Caloric penance is no way to win the weight loss battle.


The holiday season is on us. Rather than cycling caloric penance and gluttony, try to be sensible.


The Empty Nesters spent the last seven months working hard to regain our health. Thanksgiving day inflicted a serious setback on the weight loss part of the equation. We do not know the precise amount of the damage because we lack access to a scale. To be on the safe side, however, we gave caloric penance by fasting from yesterday evening until 5:00 p.m. tonight. Of course, after the fast ended we binged on Thanksgiving leftovers. One step forward and two steps back.

Caloric penance through deprivation results in meals looking like this. And late-night refrigerator raids.
Photo by Markus Spiske from Pexels

Losing weight is like trench warfare. Small gains come only with Herculean effort and still you find yourself pushed back to the trench where you started. Trying to lose substantial pounds after age 50 raises the difficulty level to an absurd level. Ask any AARP member on a diet and they will tell you that the real magic of a flux capacitor is the ability to undo the hundreds of decisions involving chicken-fried steaks, chocolate shakes, and other indulgences that forced us onto the battlefield to begin with. It turns out that caloric penance is a sure way to lose the war.

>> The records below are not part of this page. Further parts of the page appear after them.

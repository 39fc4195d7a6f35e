//! Storage Configuration
//!
//! ## StorageConfig
//!
//! Controls where chunks live, how large they grow, and how the monthly cost
//! budget is split into per-tier byte limits:
//!
//! - **root_dir**: local tier directory; each rate gets `rate_{rate}/` below it
//! - **base_rate**: downsampling base, rates are `1, b, b², ...` (default: 4)
//! - **bytes_per_second**: expected camera bitrate, used to size chunks
//! - **seconds_per_chunk**: target seconds of rate-1 video per chunk (default: 20)
//! - **max_cost_per_month**: total budget split across rates and tiers
//! - **disk_cost_per_month** / **disk_bytes**: what the local disk costs and holds,
//!   so a budget share converts into local bytes
//! - **min_chunks_per_tier**: tiers that cannot hold this many chunks are dropped (default: 3)
//!
//! ## Usage
//!
//! ```ignore
//! use framehouse_storage::StorageConfig;
//!
//! let config = StorageConfig {
//!     root_dir: "/var/lib/framehouse".into(),
//!     bytes_per_second: 500_000.0,
//!     max_cost_per_month: 5.0,
//!     ..Default::default()
//! };
//! config.validate()?;
//! ```

use crate::error::{Error, Result};
use framehouse_core::downsample::validate_base_rate;
use serde::{Deserialize, Serialize};
use std::path::PathBuf;
use std::time::Duration;

pub const GB: f64 = 1024.0 * 1024.0 * 1024.0;

#[derive(Debug, Clone, Serialize, Deserialize)]
pub struct StorageConfig {
    /// Local tier directory
    #[serde(default = "default_root_dir")]
    pub root_dir: PathBuf,

    /// Downsampling base (default: 4)
    #[serde(default = "default_base_rate")]
    pub base_rate: f64,

    /// Expected bytes per second of rate-1 video (default: 500KB/s)
    #[serde(default = "default_bytes_per_second")]
    pub bytes_per_second: f64,

    /// Seconds of rate-1 video per chunk (default: 20)
    #[serde(default = "default_seconds_per_chunk")]
    pub seconds_per_chunk: f64,

    /// Monthly budget across every rate and tier (default: 10.0)
    #[serde(default = "default_max_cost_per_month")]
    pub max_cost_per_month: f64,

    /// Monthly cost of the whole local disk (default: 10.0)
    #[serde(default = "default_disk_cost_per_month")]
    pub disk_cost_per_month: f64,

    /// Capacity of the whole local disk in bytes (default: 256GB)
    #[serde(default = "default_disk_bytes")]
    pub disk_bytes: u64,

    /// Minimum chunks a tier must hold to be kept in the chain (default: 3)
    #[serde(default = "default_min_chunks_per_tier")]
    pub min_chunks_per_tier: u64,

    /// Buffered records per rate between `add_nal` and the rate's ingest task (default: 1024)
    #[serde(default = "default_ingest_channel_capacity")]
    pub ingest_channel_capacity: usize,

    /// Byte limit of the muxed video cache (default: 64MB)
    #[serde(default = "default_muxed_cache_bytes")]
    pub muxed_cache_bytes: u64,

    /// Byte limit of each remote tier's decoded blob cache (default: 32MB)
    #[serde(default = "default_blob_cache_bytes")]
    pub blob_cache_bytes: u64,

    /// How many times chunk removal waits on pending reads before failing (default: 10)
    #[serde(default = "default_max_read_barrier_waits")]
    pub max_read_barrier_waits: u32,

    /// How many times a live video request re-evaluates before failing (default: 1000)
    #[serde(default = "default_max_live_iterations")]
    pub max_live_iterations: u32,

    /// Attempts to hand an exported chunk to the next tier (default: 3)
    #[serde(default = "default_export_retries")]
    pub export_retries: u32,

    /// Delay before the first export retry, doubled on each further retry (default: 500ms)
    #[serde(default = "default_export_retry_backoff", with = "duration_ms")]
    pub export_retry_backoff: Duration,

    /// fsync chunk files after each write batch (default: false)
    #[serde(default)]
    pub sync_writes: bool,
}

impl Default for StorageConfig {
    fn default() -> Self {
        Self {
            root_dir: default_root_dir(),
            base_rate: default_base_rate(),
            bytes_per_second: default_bytes_per_second(),
            seconds_per_chunk: default_seconds_per_chunk(),
            max_cost_per_month: default_max_cost_per_month(),
            disk_cost_per_month: default_disk_cost_per_month(),
            disk_bytes: default_disk_bytes(),
            min_chunks_per_tier: default_min_chunks_per_tier(),
            ingest_channel_capacity: default_ingest_channel_capacity(),
            muxed_cache_bytes: default_muxed_cache_bytes(),
            blob_cache_bytes: default_blob_cache_bytes(),
            max_read_barrier_waits: default_max_read_barrier_waits(),
            max_live_iterations: default_max_live_iterations(),
            export_retries: default_export_retries(),
            export_retry_backoff: default_export_retry_backoff(),
            sync_writes: false,
        }
    }
}

impl StorageConfig {
    /// Check the configuration before any directory is touched.
    ///
    /// # Errors
    /// `Config` describing the first invalid field.
    pub fn validate(&self) -> Result<()> {
        validate_base_rate(self.base_rate)
            .map_err(|_| Error::Config(format!("base_rate must be an integer >= 2, got {}", self.base_rate)))?;
        if !(self.bytes_per_second > 0.0) {
            return Err(Error::Config("bytes_per_second must be positive".to_string()));
        }
        if !(self.seconds_per_chunk > 0.0) {
            return Err(Error::Config("seconds_per_chunk must be positive".to_string()));
        }
        if !(self.max_cost_per_month >= 0.0) {
            return Err(Error::Config("max_cost_per_month must not be negative".to_string()));
        }
        if !(self.disk_cost_per_month > 0.0) || self.disk_bytes == 0 {
            return Err(Error::Config(
                "disk_cost_per_month and disk_bytes must be positive".to_string(),
            ));
        }
        if self.ingest_channel_capacity == 0 {
            return Err(Error::Config("ingest_channel_capacity must be at least 1".to_string()));
        }
        Ok(())
    }

    /// Downsampling base as an integer. Only meaningful after `validate`.
    pub fn base(&self) -> u64 {
        self.base_rate as u64
    }

    /// Directory of one rate on the local tier
    pub fn rate_dir(&self, rate: u64) -> PathBuf {
        self.root_dir.join(format!("rate_{}", rate))
    }

    /// Bytes after which a rate's live chunk rotates on the next keyframe
    pub fn chunk_threshold_bytes(&self, rate: u64) -> u64 {
        (self.bytes_per_second * rate as f64 * self.seconds_per_chunk) as u64
    }

    /// Share of the monthly budget given to one rate.
    ///
    /// Rate `b^k` gets `max_cost / 2^(k+1)`, so the shares over every rate sum
    /// to at most the full budget.
    pub fn rate_cost(&self, rate: u64) -> f64 {
        let base = self.base().max(2);
        let mut exponent = 0i32;
        let mut r = rate.max(1);
        while r >= base {
            r /= base;
            exponent += 1;
        }
        self.max_cost_per_month / 2f64.powi(exponent + 1)
    }
}

fn default_root_dir() -> PathBuf {
    PathBuf::from("./data/framehouse")
}

fn default_base_rate() -> f64 {
    4.0
}

fn default_bytes_per_second() -> f64 {
    500_000.0
}

fn default_seconds_per_chunk() -> f64 {
    20.0
}

fn default_max_cost_per_month() -> f64 {
    10.0
}

fn default_disk_cost_per_month() -> f64 {
    10.0
}

fn default_disk_bytes() -> u64 {
    256 * 1024 * 1024 * 1024 // 256GB
}

fn default_min_chunks_per_tier() -> u64 {
    3
}

fn default_ingest_channel_capacity() -> usize {
    1024
}

fn default_muxed_cache_bytes() -> u64 {
    64 * 1024 * 1024 // 64MB
}

fn default_blob_cache_bytes() -> u64 {
    32 * 1024 * 1024 // 32MB
}

fn default_max_read_barrier_waits() -> u32 {
    10
}

fn default_max_live_iterations() -> u32 {
    1000
}

fn default_export_retries() -> u32 {
    3
}

fn default_export_retry_backoff() -> Duration {
    Duration::from_millis(500)
}

mod duration_ms {
    use serde::{Deserialize, Deserializer, Serializer};
    use std::time::Duration;

    pub fn serialize<S>(duration: &Duration, serializer: S) -> Result<S::Ok, S::Error>
    where
        S: Serializer,
    {
        serializer.serialize_u64(duration.as_millis() as u64)
    }

    pub fn deserialize<'de, D>(deserializer: D) -> Result<Duration, D::Error>
    where
        D: Deserializer<'de>,
    {
        let ms = u64::deserialize(deserializer)?;
        Ok(Duration::from_millis(ms))
    }
}
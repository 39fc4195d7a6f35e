//! Hierarchical Downsampling
//!
//! A `Downsampler` fans one stream of values out to a family of sinks, one per
//! rate. Rates are powers of a base (1, b, b², ...). The rate-`r` sink receives
//! every `r`-th value; the values it skips are reported to its `dropped_value`
//! hook so it can account for them (e.g. widen a span's fill rate).
//!
//! ```text
//! base = 4
//!
//! value #:   1  2  3  4  5  6  7  8 ... 16
//! rate 1:    ●  ●  ●  ●  ●  ●  ●  ●      ●
//! rate 4:             ●           ●      ●
//! rate 16:                               ●   (created when the count reaches 16)
//! ```
//!
//! Sinks are created lazily: the rate-`r` sink appears when the count first
//! reaches `r`, and is seeded from the next finer sink through
//! `DownsampledSink::init_from_finer` so it covers the history it missed.
//!
//! With `n` values there are `O(log_b n)` sinks and each value costs `O(1)`
//! amortized work per sink.

use crate::error::{Error, Result};
use std::collections::BTreeMap;

/// One rate level of a `Downsampler`
pub trait DownsampledSink<T> {
    /// The value landed on this sink's rate
    fn add_value(&mut self, value: &T) -> Result<()>;

    /// The value was skipped at this sink's rate
    fn dropped_value(&mut self, _value: &T) -> Result<()> {
        Ok(())
    }

    /// Seed a freshly created sink from the next finer rate's current state
    fn init_from_finer(&mut self, _finer: &Self) -> Result<()>
    where
        Self: Sized,
    {
        Ok(())
    }
}

/// Check a configured downsampling base: an integer of at least 2.
pub fn validate_base_rate(base_rate: f64) -> Result<u64> {
    if !(base_rate >= 2.0) || base_rate.fract() != 0.0 || !base_rate.is_finite() {
        return Err(Error::InvalidBaseRate(base_rate));
    }
    Ok(base_rate as u64)
}

type SinkFactory<S> = Box<dyn Fn(u64) -> S + Send + Sync>;

/// Routes values to per-rate sinks
pub struct Downsampler<S> {
    base_rate: u64,
    count: u64,
    instances: BTreeMap<u64, S>,
    factory: SinkFactory<S>,
}

impl<S> Downsampler<S> {
    /// Create a downsampler with no values yet.
    ///
    /// # Errors
    /// `InvalidBaseRate` if `base_rate` is below 2 or not an integer.
    pub fn new<F>(base_rate: f64, factory: F) -> Result<Self>
    where
        F: Fn(u64) -> S + Send + Sync + 'static,
    {
        Self::with_count(base_rate, 0, factory)
    }

    /// Create a downsampler that resumes after `count` values.
    ///
    /// Sinks for every rate below the rate implied by `count` are created
    /// empty; the next `add_value` creates the top one.
    pub fn with_count<F>(base_rate: f64, count: u64, factory: F) -> Result<Self>
    where
        F: Fn(u64) -> S + Send + Sync + 'static,
    {
        let base_rate = validate_base_rate(base_rate)?;
        let mut sampler = Self {
            base_rate,
            count,
            instances: BTreeMap::new(),
            factory: Box::new(factory),
        };

        let max_rate = sampler.rate_for_count(count);
        let mut rate = 1;
        while rate < max_rate {
            sampler.instances.insert(rate, (sampler.factory)(rate));
            rate *= base_rate;
        }
        Ok(sampler)
    }

    pub fn base_rate(&self) -> u64 {
        self.base_rate
    }

    /// Number of values added so far
    pub fn count(&self) -> u64 {
        self.count
    }

    /// Largest power of the base not above `count` (0 when nothing was added)
    pub fn rate_for_count(&self, count: u64) -> u64 {
        if count == 0 {
            return 0;
        }
        let mut rate = 1u64;
        while let Some(next) = rate.checked_mul(self.base_rate) {
            if next > count {
                break;
            }
            rate = next;
        }
        rate
    }

    /// Route one value to every sink.
    pub fn add_value<T>(&mut self, value: &T) -> Result<()>
    where
        S: DownsampledSink<T>,
    {
        self.count += 1;
        let count = self.count;
        let max_rate = self.rate_for_count(count);

        if !self.instances.contains_key(&max_rate) {
            let mut instance = (self.factory)(max_rate);
            if max_rate > 1 {
                if let Some(finer) = self.instances.get(&(max_rate / self.base_rate)) {
                    instance.init_from_finer(finer)?;
                }
            }
            self.instances.insert(max_rate, instance);
        }

        for (rate, instance) in self.instances.iter_mut() {
            if count % rate == 0 {
                instance.add_value(value)?;
            } else {
                instance.dropped_value(value)?;
            }
        }
        Ok(())
    }

    /// Rate of the coarsest sink whose item count stays within `max_count`,
    /// rounded up to a power of the base.
    pub fn instance_rate(&self, max_count: u64) -> Option<u64> {
        if self.count == 0 || max_count == 0 {
            return None;
        }
        let wanted = self.count.div_ceil(max_count);
        let capped = wanted.min(self.rate_for_count(self.count));

        let mut rate = 1u64;
        while rate < capped {
            rate *= self.base_rate;
        }
        Some(rate)
    }

    /// Sink chosen for a budget of `max_count` items
    pub fn get_instance(&self, max_count: u64) -> Option<&S> {
        self.instance_rate(max_count)
            .and_then(|rate| self.instances.get(&rate))
    }

    pub fn instance_for_rate(&self, rate: u64) -> Option<&S> {
        self.instances.get(&rate)
    }

    pub fn instance_for_rate_mut(&mut self, rate: u64) -> Option<&mut S> {
        self.instances.get_mut(&rate)
    }

    /// Active rates, finest first
    pub fn rates(&self) -> Vec<u64> {
        self.instances.keys().copied().collect()
    }

    pub fn instances_mut(&mut self) -> impl Iterator<Item = (u64, &mut S)> {
        self.instances.iter_mut().map(|(rate, sink)| (*rate, sink))
    }
}

#[cfg(test)]
mod tests {
    use super::*;

    #[derive(Default)]
    struct Counter {
        rate: u64,
        added: Vec<u64>,
        dropped: u64,
        seeded_from: Option<usize>,
    }

    impl DownsampledSink<u64> for Counter {
        fn add_value(&mut self, value: &u64) -> Result<()> {
            self.added.push(*value);
            Ok(())
        }

        fn dropped_value(&mut self, _value: &u64) -> Result<()> {
            self.dropped += 1;
            Ok(())
        }

        fn init_from_finer(&mut self, finer: &Self) -> Result<()> {
            self.seeded_from = Some(finer.added.len());
            Ok(())
        }
    }

    fn counter(rate: u64) -> Counter {
        Counter {
            rate,
            ..Default::default()
        }
    }

    #[test]
    fn test_rejects_bad_base() {
        assert!(matches!(
            Downsampler::new(1.0, counter),
            Err(Error::InvalidBaseRate(_))
        ));
        assert!(matches!(
            Downsampler::new(5.5, counter),
            Err(Error::InvalidBaseRate(_))
        ));
        assert!(matches!(
            Downsampler::new(f64::NAN, counter),
            Err(Error::InvalidBaseRate(_))
        ));
        assert!(Downsampler::new(2.0, counter).is_ok());
    }

    #[test]
    fn test_each_rate_receives_floor_n_over_r() {
        for base in [2u64, 3, 4] {
            let mut sampler = Downsampler::new(base as f64, counter).unwrap();
            let n = 200u64;
            for v in 1..=n {
                sampler.add_value(&v).unwrap();
            }

            let max_rate = sampler.rate_for_count(n);
            let mut rate = 1;
            while rate <= max_rate {
                let sink = sampler.instance_for_rate(rate).unwrap();
                assert_eq!(sink.rate, rate);
                assert_eq!(sink.added.len() as u64, n / rate, "base {} rate {}", base, rate);
                assert!(sink.added.iter().all(|v| v % rate == 0));
                rate *= base;
            }
            assert!(sampler.instance_for_rate(max_rate * base).is_none());
        }
    }

    #[test]
    fn test_dropped_values_are_reported() {
        let mut sampler = Downsampler::new(4.0, counter).unwrap();
        for v in 1..=20u64 {
            sampler.add_value(&v).unwrap();
        }
        let rate4 = sampler.instance_for_rate(4).unwrap();
        // created at value 4, so it saw values 4..=20
        assert_eq!(rate4.added.len(), 5);
        assert_eq!(rate4.dropped, 12);
    }

    #[test]
    fn test_new_rate_is_seeded_from_finer() {
        let mut sampler = Downsampler::new(2.0, counter).unwrap();
        for v in 1..=4u64 {
            sampler.add_value(&v).unwrap();
        }
        // rate 2 appeared at value 2, when rate 1 held one value
        assert_eq!(sampler.instance_for_rate(2).unwrap().seeded_from, Some(1));
        // rate 4 appeared at value 4, when rate 2 held one value
        assert_eq!(sampler.instance_for_rate(4).unwrap().seeded_from, Some(1));
        assert_eq!(sampler.instance_for_rate(1).unwrap().seeded_from, None);
    }

    #[test]
    fn test_get_instance_picks_coarsest_within_budget() {
        let mut sampler = Downsampler::new(4.0, counter).unwrap();
        for v in 1..=100u64 {
            sampler.add_value(&v).unwrap();
        }
        assert_eq!(sampler.rates(), vec![1, 4, 16, 64]);

        assert_eq!(sampler.instance_rate(1000), Some(1));
        assert_eq!(sampler.instance_rate(100), Some(1));
        assert_eq!(sampler.instance_rate(50), Some(4));
        assert_eq!(sampler.instance_rate(25), Some(4));
        assert_eq!(sampler.instance_rate(10), Some(16));
        // capped at the coarsest rate
        assert_eq!(sampler.instance_rate(1), Some(64));
        assert_eq!(sampler.get_instance(10).unwrap().rate, 16);
        assert!(sampler.get_instance(0).is_none());
    }

    #[test]
    fn test_with_count_resumes() {
        let sampler = Downsampler::with_count(2.0, 9, counter).unwrap();
        assert_eq!(sampler.count(), 9);
        assert_eq!(sampler.rates(), vec![1, 2, 4]);
    }

    #[test]
    fn test_empty_sampler_has_no_instance() {
        let sampler = Downsampler::new(2.0, counter).unwrap();
        assert!(sampler.get_instance(10).is_none());
        assert_eq!(sampler.rate_for_count(0), 0);
    }
}
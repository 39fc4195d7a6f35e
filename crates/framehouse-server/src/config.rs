//! Server configuration file
//!
//! Optional JSON file holding the storage settings plus the archive tiers to
//! put behind the local disk:
//!
//! ```json
//! {
//!   "storage": { "root_dir": "/var/lib/framehouse", "max_cost_per_month": 5.0 },
//!   "archives": [
//!     { "prefix": "camera-1", "class": "warm", "backend": { "type": "local", "path": "/mnt/nas" } },
//!     { "prefix": "camera-1", "class": "cold", "backend": { "type": "s3", "bucket": "footage" } }
//!   ]
//! }
//! ```

use anyhow::{Context, Result};
use framehouse_storage::{ObjectStoreTierFactory, ObjectTierClass, StorageConfig};
use object_store::aws::AmazonS3Builder;
use object_store::local::LocalFileSystem;
use object_store::memory::InMemory;
use object_store::ObjectStore;
use serde::{Deserialize, Serialize};
use std::path::{Path, PathBuf};
use std::sync::Arc;

#[derive(Debug, Clone, Default, Serialize, Deserialize)]
pub struct ServerConfig {
    #[serde(default)]
    pub storage: StorageConfig,

    /// Remote tiers, tried in the order given before cost sorting
    #[serde(default)]
    pub archives: Vec<ArchiveConfig>,
}

#[derive(Debug, Clone, Serialize, Deserialize)]
pub struct ArchiveConfig {
    /// Key prefix inside the backend
    pub prefix: String,
    pub class: ObjectTierClass,
    pub backend: ArchiveBackend,
}

#[derive(Debug, Clone, Serialize, Deserialize)]
#[serde(tag = "type", rename_all = "lowercase")]
pub enum ArchiveBackend {
    Local {
        path: PathBuf,
    },
    S3 {
        bucket: String,
        #[serde(default)]
        region: Option<String>,
        #[serde(default)]
        endpoint: Option<String>,
    },
    /// Lost on exit
    Memory,
}

impl ServerConfig {
    /// Load from `path`, or defaults when no file is given
    pub fn load(path: Option<&Path>) -> Result<Self> {
        let Some(path) = path else {
            return Ok(Self::default());
        };
        let contents = std::fs::read_to_string(path)
            .with_context(|| format!("reading config file {}", path.display()))?;
        let config: ServerConfig = serde_json::from_str(&contents)
            .with_context(|| format!("parsing config file {}", path.display()))?;
        Ok(config)
    }
}

impl ArchiveBackend {
    pub fn build(&self) -> Result<Arc<dyn ObjectStore>> {
        let store: Arc<dyn ObjectStore> = match self {
            ArchiveBackend::Local { path } => {
                std::fs::create_dir_all(path)
                    .with_context(|| format!("creating archive directory {}", path.display()))?;
                Arc::new(LocalFileSystem::new_with_prefix(path)?)
            }
            ArchiveBackend::S3 {
                bucket,
                region,
                endpoint,
            } => {
                let mut builder = AmazonS3Builder::from_env().with_bucket_name(bucket);
                if let Some(region) = region {
                    builder = builder.with_region(region);
                }
                if let Some(endpoint) = endpoint {
                    builder = builder.with_endpoint(endpoint).with_allow_http(true);
                }
                Arc::new(builder.build()?)
            }
            ArchiveBackend::Memory => Arc::new(InMemory::new()),
        };
        Ok(store)
    }
}

impl ArchiveConfig {
    pub fn factory(&self) -> Result<ObjectStoreTierFactory> {
        Ok(ObjectStoreTierFactory::new(
            self.backend.build()?,
            self.prefix.clone(),
            self.class,
        ))
    }
}
//! Framehouse Core
//!
//! Frame types and the pure algorithms the storage engine is built from. No I/O
//! happens in this crate.
//!
//! - [`record`]: `NalRecord`, `IndexEntry`, `FrameType`, and the microsecond `Timestamp`
//! - [`codec`]: the chunk log record layout, index lines, and exported chunk blobs
//! - [`ranges`]: `RangeSet`, sorted disjoint time spans with gap-tolerant merging
//! - [`downsample`]: `Downsampler`, hierarchical per-rate sampling
//! - [`summary`]: `RangeSummary`, multi-resolution span summaries with fill rates
//! - [`sized_cache`]: `SizedCache`, a size-bounded FIFO cache

pub mod codec;
pub mod downsample;
pub mod error;
pub mod ranges;
pub mod record;
pub mod sized_cache;
pub mod summary;

pub use downsample::{DownsampledSink, Downsampler};
pub use error::{Error, Result};
pub use ranges::{min_gap_for_rate, RangeSet, Span};
pub use record::{FrameType, IndexEntry, NalRecord, Timestamp};
pub use sized_cache::SizedCache;
pub use summary::RangeSummary;
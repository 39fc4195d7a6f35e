//! Feeds a synthetic camera stream through a `Downsampler` whose sinks keep a
//! `RangeSet` per rate, the way the storage engine derives its rate tiers.

use framehouse_core::{min_gap_for_rate, DownsampledSink, Downsampler, RangeSet, Span, Timestamp};

struct RateRanges {
    ranges: RangeSet,
    last_time: Option<Timestamp>,
    frames: u64,
}

impl RateRanges {
    fn new(rate: u64) -> Self {
        Self {
            ranges: RangeSet::for_rate(rate),
            last_time: None,
            frames: 0,
        }
    }
}

impl DownsampledSink<Timestamp> for RateRanges {
    fn add_value(&mut self, time: &Timestamp) -> framehouse_core::Result<()> {
        let first = match self.last_time {
            Some(last) if *time - last < self.ranges.min_gap() => last,
            _ => *time,
        };
        let span = if first == *time {
            Span::point(*time)
        } else {
            Span::new(first, *time, 1)
        };
        self.ranges.add_or_extend(span)?;
        self.last_time = Some(*time);
        self.frames += 1;
        Ok(())
    }
}

fn camera_times() -> Vec<Timestamp> {
    let mut times = Vec::new();
    let mut t: Timestamp = 1_700_000_000_000_000;
    for i in 0..5_000 {
        t += 100_000; // 10 fps
        if i == 2_500 {
            t += 120_000_000; // two minute outage
        }
        times.push(t);
    }
    times
}

#[test]
fn test_every_rate_sees_its_share_and_stays_disjoint() {
    let mut sampler = Downsampler::new(4.0, RateRanges::new).unwrap();
    let times = camera_times();
    for t in &times {
        sampler.add_value(t).unwrap();
    }

    for rate in sampler.rates() {
        let sink = sampler.instance_for_rate(rate).unwrap();
        assert_eq!(sink.frames, times.len() as u64 / rate, "rate {}", rate);

        let counted: u64 = sink.ranges.spans().iter().map(|s| s.frame_count).sum();
        assert_eq!(counted, sink.frames, "rate {}", rate);

        for pair in sink.ranges.spans().windows(2) {
            assert!(pair[1].first_time - pair[0].last_time >= min_gap_for_rate(rate));
        }
    }

    // the outage splits the full-rate stream in two
    assert_eq!(sampler.instance_for_rate(1).unwrap().ranges.len(), 2);
}

#[test]
fn test_deleting_history_keeps_recent_spans() {
    let mut sampler = Downsampler::new(4.0, RateRanges::new).unwrap();
    let times = camera_times();
    for t in &times {
        sampler.add_value(t).unwrap();
    }

    let cutoff = times[3_000];
    let full = sampler.instance_for_rate_mut(1).unwrap();
    assert!(full.ranges.delete_before(cutoff));
    assert_eq!(full.ranges.len(), 1);
    assert_eq!(full.ranges.first().unwrap().first_time, cutoff + 1);
    assert_eq!(full.ranges.last().unwrap().last_time, *times.last().unwrap());
}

We have known for a long time that “yo-yo dieting” (a quasi-scientific name for caloric penance) will almost certainly not work. You lose weight and feel good so you relax a bit. Next, you gain weight because you relaxed a bit so you feel bad. Then you eat more because you feel bad. Inevitably, the ups you get from starving yourself end up in bigger downs that result from not being able to starve yourself.

Muscle mass is the overlooked key to weight loss. as opposed to calorie deprivation.
Not an Empty Nester, most likely. Photo via Pixabay.

Losing weight when older is more than than just the caloric penance psychological battle. With age comes the loss of muscle mass at a rate of 3-8% a decade. So what? Well, lean muscle burns calories. With less lean mass to burn those calories, that extra helping of mashed potatoes goes straight to fat. In addition, muscle mass helps control your metabolism; with less of of the good stuff, the calories stay with you longer.

As if the news about waning muscle mass is not bad enough, consider that hormones are changing your body also. The last time this happened, you had to deal with acne and a variety of other embarrassing body reactions. This time around, decreases in estrogen (women) and testosterone (men) cause subtle changes that make it more difficult for a body to effectively burn calories. Add the biological changes to a lifestyle that does not prioritize exercise or healthy eating and you get inevitable disappointment.


Staring the holiday season in the face, the Empty Nesters needed a battle plan. Having established that caloric penance is not a workable answer, we have decided to actually do what people have been telling us to do for decades. First and foremost, our exercise plan must involve working the major muscle groups. M’Lissa enjoys yoga and I tolerate traditional exercise routines. COVID slows down going to the gym, but pushups. crunches and other traditional exercises can do the trick. If you are looking for a way to get organized, try the workouts suggested by the National Institute of Health on their GO4Life workout page found here. More advanced, gender specific workouts are here for men and here for women.

Second, hydrate yourself. Forever, I have resisted drinking enough water. I need to taste something. Thankfully, the good people at Gatorade solved that problem in the form of their Propel waters. I cannot get enough of the stuff and it is zero calories, In addition, the electrolytes and anti-oxidants seem to be good stuff.

Third, we are going to be chill. Seriously, just chill out. COVID, elections, economy, racism, blah, blah, blah. We are going to make it, I promise you. The less you worry, the less impact those hormone changes will have. If you cannot just flip the switch on chilling out, try meditation or calming apps.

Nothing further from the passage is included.